Releer un cuento es como recordar un episodio del pasado. Al volver a
recorrer las páginas de un texto, como al regresar a unos momentos pasados, me
percato de detalles que antes no pude apreciar bien. Y esos pormenores me
ayudan a entender mejor lo que dice el texto. Así como al recordar se me
revelan aspectos que me permiten comprender un poco más lo que pasó, la
relectura me da la ventaja de la familiaridad, de una mayor cercanía, de poder observar más claro lo que antes miré de modo general.
Jorge Ruiz Luna, profundo y sensible lector, uno de mis maestros de
literatura, me decía, con apasionada serenidad, que la lectura es en esencia
algo más que una manera de adquirir cultura, porque la lectura es una vivencia,
una oportunidad de sumergirse en la vida, en la compleja existencia del alma
humana, sin moralismos, sin utilitarismos, sin pretensiones. Y así, en una de
tantas conversaciones que tuvimos, me enseñó a comprender eso otro que
ciegamente buscamos en la lectura y que al cabo se vuelve una necesidad, no
saciada con otras actividades, para nuestra vida interior.

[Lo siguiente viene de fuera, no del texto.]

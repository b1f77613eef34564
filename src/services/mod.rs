//! Service layer for the scraper.
//!
//! This module contains the page-level logic:
//! - Record extraction from detail pages (`RecordExtractor`)
//! - Detail link collection from listing pages (`LinkCollector`)
//! - Post-processing of raw output (`RecordCleaner`)
//! - Pagination inspection (`PaginationInspector`)

mod cleaner;
mod extractor;
mod links;
mod pagination;

pub use cleaner::RecordCleaner;
pub use extractor::RecordExtractor;
pub use links::{LinkCollector, VisitedUrls};
pub use pagination::{PaginationHints, PaginationInspector};
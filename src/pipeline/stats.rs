// src/pipeline/stats.rs

//! Field coverage of a record set.

use std::path::Path;

use crate::error::Result;
use crate::models::OrganizationRecord;
use crate::storage::read_records;
use crate::utils::log::{percent, summary};

/// How many records carry each contact field.
#[derive(Debug, Clone, Copy, Default, PartialEq, Eq)]
pub struct FieldCoverage {
    pub total: usize,
    pub email: usize,
    pub website: usize,
    pub phone: usize,
    pub address: usize,
    /// Records with a contact first or last name
    pub contact: usize,
}

impl FieldCoverage {
    pub fn from_records(records: &[OrganizationRecord]) -> Self {
        let count = |field: fn(&OrganizationRecord) -> bool| {
            records.iter().filter(|r| field(r)).count()
        };

        Self {
            total: records.len(),
            email: count(|r| !r.email.trim().is_empty()),
            website: count(|r| !r.website.trim().is_empty()),
            phone: count(|r| !r.phone.trim().is_empty()),
            address: count(|r| !r.address.trim().is_empty()),
            contact: count(|r| {
                !r.contact_last_name.trim().is_empty() || !r.contact_first_name.trim().is_empty()
            }),
        }
    }

    /// Log the coverage table under `title`.
    pub fn log(&self, title: &str) {
        let line = |n: usize| format!("{n} ({})", percent(n, self.total));
        summary(
            title,
            &[
                ("Records", self.total.to_string()),
                ("Email", line(self.email)),
                ("Website", line(self.website)),
                ("Phone", line(self.phone)),
                ("Address", line(self.address)),
                ("Contact", line(self.contact)),
            ],
        );
    }
}

/// `stats` command: report field coverage of a CSV file.
pub fn run_stats(path: &Path) -> Result<FieldCoverage> {
    let records = read_records(path)?;
    let coverage = FieldCoverage::from_records(&records);
    coverage.log(&path.display().to_string());
    Ok(coverage)
}
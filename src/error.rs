// src/error.rs

//! Unified error handling for the scraper.

use std::fmt;

use thiserror::Error;

/// Result type alias for scraper operations.
pub type Result<T> = std::result::Result<T, AppError>;

/// Unified application error type.
#[derive(Error, Debug)]
pub enum AppError {
    /// I/O operation failed
    #[error("I/O error: {0}")]
    Io(#[from] std::io::Error),

    /// HTTP request failed
    #[error("HTTP error: {0}")]
    Http(#[from] reqwest::Error),

    /// JSON serialization/deserialization failed
    #[error("JSON error: {0}")]
    Json(#[from] serde_json::Error),

    /// CSV reading or writing failed
    #[error("CSV error: {0}")]
    Csv(#[from] csv::Error),

    /// TOML parsing failed
    #[error("TOML parse error: {0}")]
    Toml(#[from] toml::de::Error),

    /// Regular expression failed to compile
    #[error("Invalid pattern: {0}")]
    Pattern(#[from] regex::Error),

    /// CSS selector parsing failed
    #[error("Invalid selector '{selector}': {message}")]
    Selector { selector: String, message: String },

    /// Configuration error
    #[error("Configuration error: {0}")]
    Config(String),

    /// Data validation error
    #[error("Validation error: {0}")]
    Validation(String),

    /// A page could not be fetched or rendered
    #[error("Fetch error for {url}: {message}")]
    Fetch { url: String, message: String },

    /// Headless browser failure
    #[error("Browser error: {0}")]
    Browser(String),
}

impl AppError {
    /// Create a selector parsing error.
    pub fn selector(selector: impl Into<String>, message: impl fmt::Display) -> Self {
        Self::Selector {
            selector: selector.into(),
            message: message.to_string(),
        }
    }

    /// Create a configuration error.
    pub fn config(message: impl Into<String>) -> Self {
        Self::Config(message.into())
    }

    /// Create a validation error.
    pub fn validation(message: impl Into<String>) -> Self {
        Self::Validation(message.into())
    }

    /// Create a fetch error for a URL.
    pub fn fetch(url: impl Into<String>, message: impl fmt::Display) -> Self {
        Self::Fetch {
            url: url.into(),
            message: message.to_string(),
        }
    }

    /// Create a browser error.
    pub fn browser(message: impl fmt::Display) -> Self {
        Self::Browser(message.to_string())
    }
}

He releído con deleite un cuento memorable de James Joyce titulado “Un
triste caso”, perteneciente a la colección Dublineses, y me asombra la sutileza
con que la historia muestra dos momentos, casi imperceptibles en la narración,
en los que James Duffy, personaje principal, se acerca y se pierde del “festín
de la vida”. Sin proponérnoslo, en muchos casos, la vida nos otorga una
oportunidad. Involuntaria, a veces, o voluntariamente, en otras, esta
oportunidad se nos escapa.
James Duffy, hombre taciturno, metódico y escéptico, cuyo “…amor por
la música de Mozart lo llevaba a veces a la ópera o a un concierto: eran éstas
las únicas liviandades en su vida…”, conoce a la señora Emily Sinico en un
teatro. Luego de algunos encuentros casuales en distintos lugares, empiezan a
intimar con respecto a temas e intereses personales. Emily se vuelve la
confesora de Duffy y este, una compañía vital, una esperanza, para aquella.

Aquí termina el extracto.